In favor of small modules and plumbing - NetOpWibby
https://blog.webb.page/2020/small-modules-and-plumbing
======
mhd
I get an allergic reaction to any rationale that includes the tired phrase
"easier to reason about". That's on my bingo card right next to "promote
synergy"...

Now, I'm not inherently against having small modules for small tasks, but I'd
much prefer if those are used like sprinkles on a more solid foundation. So a
small Perl module on CPAN? Sure. Your whole web app consisting of small
modules, turtles all the way down? No, sir, no.

It also means that you've got plenty of build systems, it's incredibly hard to
change the output of all your dependencies to not-ES5, it's way more frequent
that one developer introduces new dependencies, possibly duplicates etc.

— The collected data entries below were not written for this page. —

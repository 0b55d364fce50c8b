use clap::ArgMatches;
use serde::Serialize;
use tracing::info;

use cmgui_chooser::{Chooser, MenuNode, TextSurface};

use super::helpers::{log_command_failure, resolve_menu_config};
use super::input::read_items;

#[derive(Serialize)]
struct LayoutReport<'a> {
    current: Option<&'a String>,
    matched: bool,
    selected_path: Option<String>,
    item_count: usize,
    group_count: usize,
    depth: usize,
    nodes: &'a [MenuNode<String>],
}

pub(crate) fn handle_layout_command(matches: &ArgMatches) -> Result<(), Box<dyn std::error::Error>> {
    let json_output = matches.get_flag("json");
    let file = matches.get_one::<String>("file").map(String::as_str);
    let current = matches.get_one::<String>("current").cloned();

    info!(
        event = "cli.layout_started",
        json_output = json_output,
        source = file.unwrap_or("-")
    );

    let menu = resolve_menu_config(matches)?;
    let items = read_items(file)?;

    let chooser = match Chooser::new(items, current, menu, TextSurface::new()) {
        Ok(chooser) => chooser,
        Err(e) => {
            eprintln!("Failed to build menu: {}", e);
            log_command_failure("cli.layout_failed", &e);
            return Err(e.into());
        }
    };

    let layout = chooser.layout();
    if json_output {
        let report = LayoutReport {
            current: chooser.current(),
            matched: layout.matched_request(),
            selected_path: layout.selected_path().map(ToString::to_string),
            item_count: layout.entry_count(),
            group_count: layout.group_count(),
            depth: layout.depth(),
            nodes: layout.nodes(),
        };
        println!("{}", serde_json::to_string_pretty(&report)?);
    } else {
        print!("{}", chooser.surface().render(chooser.root()));
    }

    info!(
        event = "cli.layout_completed",
        item_count = layout.entry_count(),
        group_count = layout.group_count()
    );
    Ok(())
}
use clap::{Arg, ArgAction, Command, value_parser};
use clap_complete::Shell;

pub fn build_cli() -> Command {
    Command::new("cmgui-choose")
        .version(env!("CARGO_PKG_VERSION"))
        .about("Lay out and drive cmgui chooser menus")
        .long_about("cmgui-choose reads a list of items (one per line, `ID<TAB>LABEL` or a bare label) and shows how a chooser presents them: long lists cascade into grouped submenus labelled by their first and last members. The run command replays selection operations and reports every notification the chooser would send.")
        .arg(
            Arg::new("verbose")
                .short('v')
                .long("verbose")
                .help("Enable verbose logging output")
                .action(ArgAction::SetTrue)
                .global(true),
        )
        .subcommand_required(true)
        .arg_required_else_help(true)
        .subcommand(
            Command::new("layout")
                .about("Print the grouped menu for a list of items")
                .arg(
                    Arg::new("file")
                        .help("Item file, '-' or omitted for stdin")
                        .index(1)
                )
                .arg(
                    Arg::new("current")
                        .long("current")
                        .short('c')
                        .help("Identity to preselect (falls back to the first item)")
                )
                .arg(
                    Arg::new("fan-out")
                        .long("fan-out")
                        .short('f')
                        .help("Entries shown flat per menu level (overrides config)")
                        .value_parser(value_parser!(usize))
                )
                .arg(
                    Arg::new("json")
                        .long("json")
                        .help("Output in JSON format")
                        .action(ArgAction::SetTrue)
                )
        )
        .subcommand(
            Command::new("run")
                .about("Replay selection operations and report notifications")
                .arg(
                    Arg::new("file")
                        .help("Item file, '-' or omitted for stdin")
                        .index(1)
                )
                .arg(
                    Arg::new("initial")
                        .long("initial")
                        .short('i')
                        .help("Identity selected when the chooser is created")
                )
                .arg(
                    Arg::new("op")
                        .long("op")
                        .short('o')
                        .help("Operation: set=ID, pick=ID, activate=I.J.K or rebuild=FILE (repeatable)")
                        .action(ArgAction::Append)
                        .required(true)
                )
                .arg(
                    Arg::new("fan-out")
                        .long("fan-out")
                        .short('f')
                        .help("Entries shown flat per menu level (overrides config)")
                        .value_parser(value_parser!(usize))
                )
                .arg(
                    Arg::new("json")
                        .long("json")
                        .help("Output in JSON format")
                        .action(ArgAction::SetTrue)
                )
        )
        .subcommand(
            Command::new("completions")
                .about("Generate shell completion scripts")
                .arg(
                    Arg::new("shell")
                        .help("Shell to generate completions for")
                        .required(true)
                        .value_parser(value_parser!(Shell))
                        .index(1)
                )
        )
}

#[cfg(test)]
mod tests {
    use super::*;

    #[test]
    fn test_cli_build() {
        let app = build_cli();
        assert_eq!(app.get_name(), "cmgui-choose");
        app.debug_assert();
    }

    #[test]
    fn test_cli_layout_command() {
        let matches = build_cli()
            .try_get_matches_from(vec![
                "cmgui-choose",
                "layout",
                "items.txt",
                "--current",
                "7",
                "--fan-out",
                "8",
            ])
            .unwrap();
        let layout_matches = matches.subcommand_matches("layout").unwrap();
        assert_eq!(layout_matches.get_one::<String>("file").unwrap(), "items.txt");
        assert_eq!(layout_matches.get_one::<String>("current").unwrap(), "7");
        assert_eq!(*layout_matches.get_one::<usize>("fan-out").unwrap(), 8);
        assert!(!layout_matches.get_flag("json"));
    }

    #[test]
    fn test_cli_layout_rejects_non_numeric_fan_out() {
        let result =
            build_cli().try_get_matches_from(vec!["cmgui-choose", "layout", "--fan-out", "many"]);
        assert!(result.is_err());
    }

    #[test]
    fn test_cli_run_collects_ops_in_order() {
        let matches = build_cli()
            .try_get_matches_from(vec![
                "cmgui-choose",
                "run",
                "--op",
                "set=2",
                "-o",
                "pick=3",
                "--op",
                "activate=1.0",
            ])
            .unwrap();
        let run_matches = matches.subcommand_matches("run").unwrap();
        let ops: Vec<&String> = run_matches.get_many::<String>("op").unwrap().collect();
        assert_eq!(ops, vec!["set=2", "pick=3", "activate=1.0"]);
        assert!(run_matches.get_one::<String>("file").is_none());
    }

    #[test]
    fn test_cli_run_requires_op() {
        let result = build_cli().try_get_matches_from(vec!["cmgui-choose", "run", "items.txt"]);
        assert!(result.is_err());
    }

    #[test]
    fn test_cli_verbose_is_global() {
        let matches = build_cli()
            .try_get_matches_from(vec!["cmgui-choose", "layout", "-v"])
            .unwrap();
        assert!(matches.get_flag("verbose"));
    }

    #[test]
    fn test_cli_completions_command() {
        let matches = build_cli()
            .try_get_matches_from(vec!["cmgui-choose", "completions", "bash"])
            .unwrap();
        let completions_matches = matches.subcommand_matches("completions").unwrap();
        assert_eq!(
            *completions_matches.get_one::<Shell>("shell").unwrap(),
            Shell::Bash
        );
    }
}
//! blindhour: live, frozen, and revealed contest scoreboards.
//!
//! Every command writes JSON to stdout; logs go to stderr.

use std::sync::Arc;

use clap::Parser;

use blindhour_source_codeforces::{CodeforcesClient, RetryPolicy};

mod cli;
mod cmd_json;
mod cmd_watch;

#[tokio::main]
async fn main() -> anyhow::Result<()> {
    let args = cli::Cli::parse();

    let filter = std::env::var("BLINDHOUR_LOG")
        .or_else(|_| std::env::var("RUST_LOG"))
        .unwrap_or_else(|_| "info".to_string());
    tracing_subscriber::fmt()
        .with_env_filter(tracing_subscriber::EnvFilter::new(filter))
        .with_writer(std::io::stderr)
        .init();

    let client = Arc::new(
        CodeforcesClient::new()
            .with_base_url(args.api_url.as_str())
            .with_retry(RetryPolicy {
                max_attempts: args.retries,
                ..RetryPolicy::default()
            }),
    );

    match args.command {
        cli::Command::Simulate(opts) => {
            cmd_watch::cmd_simulate(client, opts).await?;
        }
        cli::Command::Track(opts) => {
            cmd_watch::cmd_track(client, opts).await?;
        }
        cli::Command::Reveal(opts) => {
            cmd_json::cmd_reveal(&client, opts.contest_id, opts.freeze_minutes).await?;
        }
        cli::Command::Replay(opts) => {
            cmd_json::cmd_replay(&client, opts).await?;
        }
        cli::Command::Sample(opts) => {
            cmd_json::cmd_sample(opts)?;
        }
    }

    Ok(())
}

/// Write one JSON document to stdout.
pub(crate) fn print_json<T: serde::Serialize + ?Sized>(value: &T, pretty: bool) -> anyhow::Result<()> {
    let text = if pretty {
        serde_json::to_string_pretty(value)?
    } else {
        serde_json::to_string(value)?
    };
    println!("{text}");
    Ok(())
}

Sadly there's no decent way out. JS is getting a new syntactic feature every
second Monday, but no big std lib movement is out there that I'm aware of.
Sure, you probably wouldn't want to fit the Go/Python/Java core lib into a
browser, but for the backend it would be quite nice, and would make tooling
for the frontend less fragile. (And to be honest, even frontends are
approaching mid-tier desktop UI complexity; otherwise we could've and
should've stayed with jquery)

I don't need to be able to reason about single modules independent from each
other often. I need to trust the whole system enough to not lose sleep over
it.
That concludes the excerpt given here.